Saved entries

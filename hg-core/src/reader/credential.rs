//! Wiegand-26 credential layout and parity
//!
//! Bit 25 is received first. It carries even parity over bits 24..13; bit 0
//! carries odd parity over bits 12..1. Site code is bits 24..17 and user code
//! bits 16..1.

use std::fmt;

use crate::constants::wiegand::*;
use crate::error::{HelmgateError, Result};
use crate::reader::RawFrame;

/// Fixed-width identity of a physical card
#[derive(Debug, Clone, Copy, PartialEq, Eq, Hash, PartialOrd, Ord)]
pub struct CardKey {
    pub site: u8,
    pub user: u16,
}

impl CardKey {
    pub const fn new(site: u8, user: u16) -> Self {
        Self { site, user }
    }
}

impl fmt::Display for CardKey {
    fn fmt(&self, f: &mut fmt::Formatter<'_>) -> fmt::Result {
        write!(f, "{}:{}", self.site, self.user)
    }
}

/// A validated card read
#[derive(Debug, Clone, Copy, PartialEq, Eq, Hash)]
pub struct Credential {
    pub raw: u32,
    pub key: CardKey,
}

impl Credential {
    /// Validate a captured frame: exactly 26 bits and both parities
    pub fn from_frame(frame: &RawFrame) -> Result<Self> {
        if frame.bit_count != FRAME_BITS {
            return Err(HelmgateError::FrameLength { bits: frame.bit_count });
        }
        let raw = frame.value & RAW_MASK;
        if !parity_ok(raw) {
            return Err(HelmgateError::Parity { raw });
        }
        Ok(Self { raw, key: extract(raw) })
    }

    /// Build the raw frame a reader would send for `key`
    pub fn encode(key: CardKey) -> u32 {
        let body = ((key.site as u32) << SITE_SHIFT) | ((key.user as u32) << USER_SHIFT);
        let high = (body >> HIGH_HALF_SHIFT) & HALF_MASK;
        let low = (body >> LOW_HALF_SHIFT) & HALF_MASK;
        let even = (high.count_ones() % 2 == 1) as u32;
        let odd = (low.count_ones() % 2 == 0) as u32;
        (even << EVEN_PARITY_BIT) | body | odd
    }

    pub fn site(&self) -> u8 {
        self.key.site
    }

    pub fn user(&self) -> u16 {
        self.key.user
    }
}

/// Both parity relations of a 26-bit raw value
pub fn parity_ok(raw: u32) -> bool {
    let high = (raw >> HIGH_HALF_SHIFT) & HALF_MASK;
    let low = (raw >> LOW_HALF_SHIFT) & HALF_MASK;
    let even_bit = (raw >> EVEN_PARITY_BIT) & 1 == 1;
    let odd_bit = raw & 1 == 1;

    even_bit == (high.count_ones() % 2 == 1) && odd_bit == (low.count_ones() % 2 == 0)
}

/// Site and user codes of a raw value (parity is not checked)
pub fn extract(raw: u32) -> CardKey {
    CardKey {
        site: ((raw >> SITE_SHIFT) & SITE_MASK) as u8,
        user: ((raw >> USER_SHIFT) & USER_MASK) as u16,
    }
}

#[cfg(test)]
mod tests {
    use super::*;
    use proptest::prelude::*;

    fn frame(value: u32, bits: u8) -> RawFrame {
        RawFrame { bit_count: bits, value, first_bit_ms: 0, last_bit_ms: 0 }
    }

    /// Bit-by-bit reimplementation of the two checks
    fn reference_parity(raw: u32) -> bool {
        let bit = |i: u32| (raw >> i) & 1;
        let high_ones: u32 = (13..=24).map(bit).sum();
        let low_ones: u32 = (1..=12).map(bit).sum();
        let even_ok = bit(25) == if high_ones % 2 == 1 { 1 } else { 0 };
        let odd_ok = bit(0) == if low_ones % 2 == 0 { 1 } else { 0 };
        even_ok && odd_ok
    }

    proptest! {
        #[test]
        fn parity_matches_reference(raw in 0u32..(1 << 26)) {
            prop_assert_eq!(parity_ok(raw), reference_parity(raw));
        }

        #[test]
        fn encode_is_valid_and_extracts_back(site in any::<u8>(), user in any::<u16>()) {
            let key = CardKey::new(site, user);
            let raw = Credential::encode(key);
            prop_assert!(raw <= RAW_MASK);
            prop_assert!(parity_ok(raw));
            prop_assert_eq!(extract(raw), key);
        }
    }

    #[test]
    fn test_known_card() {
        let raw = Credential::encode(CardKey::new(148, 19828));
        let cred = Credential::from_frame(&frame(raw, 26)).unwrap();
        assert_eq!(cred.site(), 148);
        assert_eq!(cred.user(), 19828);
        assert_eq!(cred.raw, raw);
    }

    #[test]
    fn test_wrong_length_rejected() {
        let raw = Credential::encode(CardKey::new(1, 2));
        assert!(matches!(
            Credential::from_frame(&frame(raw, 25)),
            Err(HelmgateError::FrameLength { bits: 25 })
        ));
        assert!(matches!(
            Credential::from_frame(&frame(raw, 34)),
            Err(HelmgateError::FrameLength { bits: 34 })
        ));
    }

    #[test]
    fn test_flipped_bit_fails_parity() {
        let raw = Credential::encode(CardKey::new(12, 345));
        for i in 0..26 {
            let corrupted = raw ^ (1 << i);
            assert!(
                matches!(
                    Credential::from_frame(&frame(corrupted, 26)),
                    Err(HelmgateError::Parity { .. })
                ),
                "bit {} flip went undetected",
                i
            );
        }
    }

    #[test]
    fn test_all_zero_frame_fails_odd_parity() {
        assert!(!parity_ok(0));
    }
}
//! Reconciliation with the remote service
//!
//! - `cards`: pull of the authorization table, gated on the published digest
//! - `upload`: rate-limited push of the current period's audit log
//! - `transport`: the HTTP seam both of them go through

mod cards;
mod transport;
mod upload;

pub use cards::{CardSyncer, SyncOutcome};
#[cfg(test)]
pub use transport::MockTransport;
pub use transport::{HttpResponse, HttpTransport, Transport, UploadForm};
pub use upload::{UploadOutcome, UploadScheduler};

[PROBLEM DETAILS]
Read through the entries and copy each line in which "CardKey" appears.

[RESPONSE AREA]
pub struct CardKey {
impl CardKey {
impl fmt::Display for CardKey {
    pub key: CardKey,
    pub fn encode(key: CardKey) -> u32 {
pub fn extract(raw: u32) -> CardKey {
    CardKey {
            let key = CardKey::new(site, user);
        let raw = Credential::encode(CardKey::new(148, 19828));
        let raw = Credential::encode(CardKey::new(1, 2));
        let raw = Credential::encode(CardKey::new(12, 345));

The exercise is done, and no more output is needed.